What you will do: All lines of the material below that include the string "OnboardingAction" are to be copied.

Given data:

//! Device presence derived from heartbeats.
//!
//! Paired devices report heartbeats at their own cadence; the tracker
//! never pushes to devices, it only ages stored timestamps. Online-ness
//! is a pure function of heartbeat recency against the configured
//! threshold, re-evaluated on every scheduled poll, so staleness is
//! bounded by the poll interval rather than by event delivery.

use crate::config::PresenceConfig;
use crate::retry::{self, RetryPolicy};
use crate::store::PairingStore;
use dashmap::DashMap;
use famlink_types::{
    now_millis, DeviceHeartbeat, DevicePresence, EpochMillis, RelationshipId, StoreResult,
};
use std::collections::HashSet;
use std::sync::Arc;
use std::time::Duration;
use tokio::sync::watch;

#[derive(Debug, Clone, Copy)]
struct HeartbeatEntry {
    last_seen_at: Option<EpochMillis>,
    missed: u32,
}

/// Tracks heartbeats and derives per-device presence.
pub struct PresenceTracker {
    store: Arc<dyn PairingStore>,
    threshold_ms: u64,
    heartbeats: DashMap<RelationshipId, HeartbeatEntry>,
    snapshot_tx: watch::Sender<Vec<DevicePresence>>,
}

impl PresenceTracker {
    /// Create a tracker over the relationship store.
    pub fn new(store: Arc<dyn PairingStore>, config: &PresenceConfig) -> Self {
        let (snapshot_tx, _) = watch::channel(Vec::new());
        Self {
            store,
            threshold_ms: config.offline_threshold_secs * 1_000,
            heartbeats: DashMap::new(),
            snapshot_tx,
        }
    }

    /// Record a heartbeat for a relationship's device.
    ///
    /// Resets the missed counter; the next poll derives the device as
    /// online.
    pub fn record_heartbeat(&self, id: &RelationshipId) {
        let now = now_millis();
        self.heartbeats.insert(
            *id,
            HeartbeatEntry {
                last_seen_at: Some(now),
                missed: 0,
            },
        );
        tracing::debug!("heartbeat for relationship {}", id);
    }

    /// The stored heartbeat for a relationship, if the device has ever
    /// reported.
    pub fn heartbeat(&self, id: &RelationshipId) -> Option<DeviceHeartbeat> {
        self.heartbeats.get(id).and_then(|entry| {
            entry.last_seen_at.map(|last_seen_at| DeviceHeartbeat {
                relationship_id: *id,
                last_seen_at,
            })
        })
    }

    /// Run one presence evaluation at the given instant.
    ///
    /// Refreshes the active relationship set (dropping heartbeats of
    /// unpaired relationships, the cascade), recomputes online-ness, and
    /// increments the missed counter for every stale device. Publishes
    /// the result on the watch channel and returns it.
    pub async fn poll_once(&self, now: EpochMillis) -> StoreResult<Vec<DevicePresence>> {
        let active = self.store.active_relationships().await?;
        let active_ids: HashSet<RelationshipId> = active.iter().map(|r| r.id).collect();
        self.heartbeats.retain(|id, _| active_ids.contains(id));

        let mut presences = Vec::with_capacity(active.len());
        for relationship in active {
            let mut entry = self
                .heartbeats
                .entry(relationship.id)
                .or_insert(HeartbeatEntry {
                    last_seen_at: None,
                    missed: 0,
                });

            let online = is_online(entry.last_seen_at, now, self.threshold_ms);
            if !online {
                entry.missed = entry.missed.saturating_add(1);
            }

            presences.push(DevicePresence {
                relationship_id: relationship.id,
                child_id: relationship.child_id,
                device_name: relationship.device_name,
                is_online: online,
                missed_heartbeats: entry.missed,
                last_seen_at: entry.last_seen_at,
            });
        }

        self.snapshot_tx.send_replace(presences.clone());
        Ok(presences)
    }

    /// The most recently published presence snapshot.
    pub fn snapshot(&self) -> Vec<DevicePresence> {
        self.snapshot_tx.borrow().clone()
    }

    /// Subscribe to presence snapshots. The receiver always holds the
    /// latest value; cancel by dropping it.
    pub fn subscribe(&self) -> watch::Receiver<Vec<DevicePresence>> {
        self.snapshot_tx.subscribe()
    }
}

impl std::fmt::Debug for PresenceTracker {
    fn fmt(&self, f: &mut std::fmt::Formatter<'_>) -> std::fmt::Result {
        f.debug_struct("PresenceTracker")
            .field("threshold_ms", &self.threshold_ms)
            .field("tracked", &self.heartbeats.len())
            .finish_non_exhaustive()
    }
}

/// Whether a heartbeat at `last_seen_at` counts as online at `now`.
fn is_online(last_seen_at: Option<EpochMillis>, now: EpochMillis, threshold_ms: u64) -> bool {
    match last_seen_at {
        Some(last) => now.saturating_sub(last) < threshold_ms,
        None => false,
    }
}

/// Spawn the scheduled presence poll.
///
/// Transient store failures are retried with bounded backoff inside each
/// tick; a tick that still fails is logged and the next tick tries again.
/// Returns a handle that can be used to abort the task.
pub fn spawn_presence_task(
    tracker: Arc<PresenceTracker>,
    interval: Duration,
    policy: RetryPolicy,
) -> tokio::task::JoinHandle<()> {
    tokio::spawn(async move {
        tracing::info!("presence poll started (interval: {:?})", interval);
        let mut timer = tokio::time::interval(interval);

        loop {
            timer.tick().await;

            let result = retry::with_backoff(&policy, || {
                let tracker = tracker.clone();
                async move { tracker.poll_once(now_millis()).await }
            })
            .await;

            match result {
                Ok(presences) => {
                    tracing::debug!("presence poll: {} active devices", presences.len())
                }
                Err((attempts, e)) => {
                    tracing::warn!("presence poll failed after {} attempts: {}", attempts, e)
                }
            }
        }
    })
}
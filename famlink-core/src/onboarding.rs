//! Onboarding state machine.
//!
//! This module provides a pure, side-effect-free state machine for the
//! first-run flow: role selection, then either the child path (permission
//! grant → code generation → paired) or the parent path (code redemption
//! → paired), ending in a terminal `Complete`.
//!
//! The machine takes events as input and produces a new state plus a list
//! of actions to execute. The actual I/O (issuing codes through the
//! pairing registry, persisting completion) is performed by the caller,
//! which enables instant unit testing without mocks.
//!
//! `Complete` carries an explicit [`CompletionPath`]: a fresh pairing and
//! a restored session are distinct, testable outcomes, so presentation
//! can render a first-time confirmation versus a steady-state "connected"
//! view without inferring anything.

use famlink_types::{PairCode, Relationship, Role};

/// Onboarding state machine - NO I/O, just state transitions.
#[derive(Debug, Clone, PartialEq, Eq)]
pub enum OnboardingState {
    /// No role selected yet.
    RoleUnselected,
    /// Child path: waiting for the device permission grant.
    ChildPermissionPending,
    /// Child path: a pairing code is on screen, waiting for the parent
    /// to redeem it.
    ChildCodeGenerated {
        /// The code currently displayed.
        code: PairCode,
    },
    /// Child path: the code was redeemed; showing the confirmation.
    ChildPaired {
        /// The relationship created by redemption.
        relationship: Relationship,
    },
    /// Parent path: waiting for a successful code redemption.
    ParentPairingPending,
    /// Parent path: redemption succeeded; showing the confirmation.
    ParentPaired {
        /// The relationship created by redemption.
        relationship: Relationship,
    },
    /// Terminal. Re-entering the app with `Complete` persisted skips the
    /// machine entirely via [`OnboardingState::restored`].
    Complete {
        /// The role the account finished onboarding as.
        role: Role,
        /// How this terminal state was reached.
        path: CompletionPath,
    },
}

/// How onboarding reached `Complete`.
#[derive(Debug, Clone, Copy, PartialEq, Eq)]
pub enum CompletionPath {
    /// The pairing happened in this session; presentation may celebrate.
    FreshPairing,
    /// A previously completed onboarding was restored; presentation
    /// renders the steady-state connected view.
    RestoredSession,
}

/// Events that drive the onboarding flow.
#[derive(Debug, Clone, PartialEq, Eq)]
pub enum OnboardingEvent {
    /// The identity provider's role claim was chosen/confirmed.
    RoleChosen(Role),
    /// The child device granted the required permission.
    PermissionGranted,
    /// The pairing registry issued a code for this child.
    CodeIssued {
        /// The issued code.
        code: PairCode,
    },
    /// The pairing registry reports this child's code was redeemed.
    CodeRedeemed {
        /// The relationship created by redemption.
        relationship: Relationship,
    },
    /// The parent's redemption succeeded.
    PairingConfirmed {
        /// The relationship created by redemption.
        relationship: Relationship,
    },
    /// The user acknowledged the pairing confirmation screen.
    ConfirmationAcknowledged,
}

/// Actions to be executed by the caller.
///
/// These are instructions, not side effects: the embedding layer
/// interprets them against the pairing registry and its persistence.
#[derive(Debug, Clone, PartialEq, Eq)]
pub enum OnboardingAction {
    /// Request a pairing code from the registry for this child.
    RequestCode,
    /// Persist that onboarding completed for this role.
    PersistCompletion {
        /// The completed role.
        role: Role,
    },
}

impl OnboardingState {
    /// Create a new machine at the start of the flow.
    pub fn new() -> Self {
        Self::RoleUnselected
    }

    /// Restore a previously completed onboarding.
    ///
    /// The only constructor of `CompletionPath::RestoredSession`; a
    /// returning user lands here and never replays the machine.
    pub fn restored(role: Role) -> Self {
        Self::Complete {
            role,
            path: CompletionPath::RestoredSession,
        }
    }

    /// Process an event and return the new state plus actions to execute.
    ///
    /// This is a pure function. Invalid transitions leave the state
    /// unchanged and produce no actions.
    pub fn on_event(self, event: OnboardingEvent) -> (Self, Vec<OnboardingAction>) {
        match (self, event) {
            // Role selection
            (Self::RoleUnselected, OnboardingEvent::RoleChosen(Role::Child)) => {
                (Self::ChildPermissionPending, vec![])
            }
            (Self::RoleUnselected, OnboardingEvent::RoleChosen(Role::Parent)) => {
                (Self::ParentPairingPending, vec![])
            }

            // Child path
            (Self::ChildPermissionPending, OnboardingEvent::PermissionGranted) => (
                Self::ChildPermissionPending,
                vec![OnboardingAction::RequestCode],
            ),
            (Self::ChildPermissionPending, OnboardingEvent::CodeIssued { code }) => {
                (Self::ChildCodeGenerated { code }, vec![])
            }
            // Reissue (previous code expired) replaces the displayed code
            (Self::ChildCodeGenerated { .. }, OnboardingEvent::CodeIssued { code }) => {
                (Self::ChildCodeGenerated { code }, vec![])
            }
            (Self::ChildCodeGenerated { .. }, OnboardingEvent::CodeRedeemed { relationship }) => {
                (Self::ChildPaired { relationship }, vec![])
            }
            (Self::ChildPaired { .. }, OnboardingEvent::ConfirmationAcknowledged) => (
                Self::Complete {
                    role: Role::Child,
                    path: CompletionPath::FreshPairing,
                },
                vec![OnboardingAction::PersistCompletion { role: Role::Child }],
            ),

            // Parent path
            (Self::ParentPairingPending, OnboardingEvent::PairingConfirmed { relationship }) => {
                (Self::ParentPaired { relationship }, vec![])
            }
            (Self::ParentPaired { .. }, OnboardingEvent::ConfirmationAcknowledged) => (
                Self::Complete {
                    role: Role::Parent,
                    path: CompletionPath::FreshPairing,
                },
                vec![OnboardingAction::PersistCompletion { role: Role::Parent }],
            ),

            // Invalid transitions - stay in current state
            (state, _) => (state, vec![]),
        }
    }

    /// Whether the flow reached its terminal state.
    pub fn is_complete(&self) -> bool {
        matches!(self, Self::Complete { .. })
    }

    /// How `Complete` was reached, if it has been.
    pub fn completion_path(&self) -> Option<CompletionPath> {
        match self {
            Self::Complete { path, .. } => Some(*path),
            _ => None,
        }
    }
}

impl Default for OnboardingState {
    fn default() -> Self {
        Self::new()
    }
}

Exercise output:
pub enum OnboardingAction {
    pub fn on_event(self, event: OnboardingEvent) -> (Self, Vec<OnboardingAction>) {
                vec![OnboardingAction::RequestCode],
                vec![OnboardingAction::PersistCompletion { role: Role::Child }],
                vec![OnboardingAction::PersistCompletion { role: Role::Parent }],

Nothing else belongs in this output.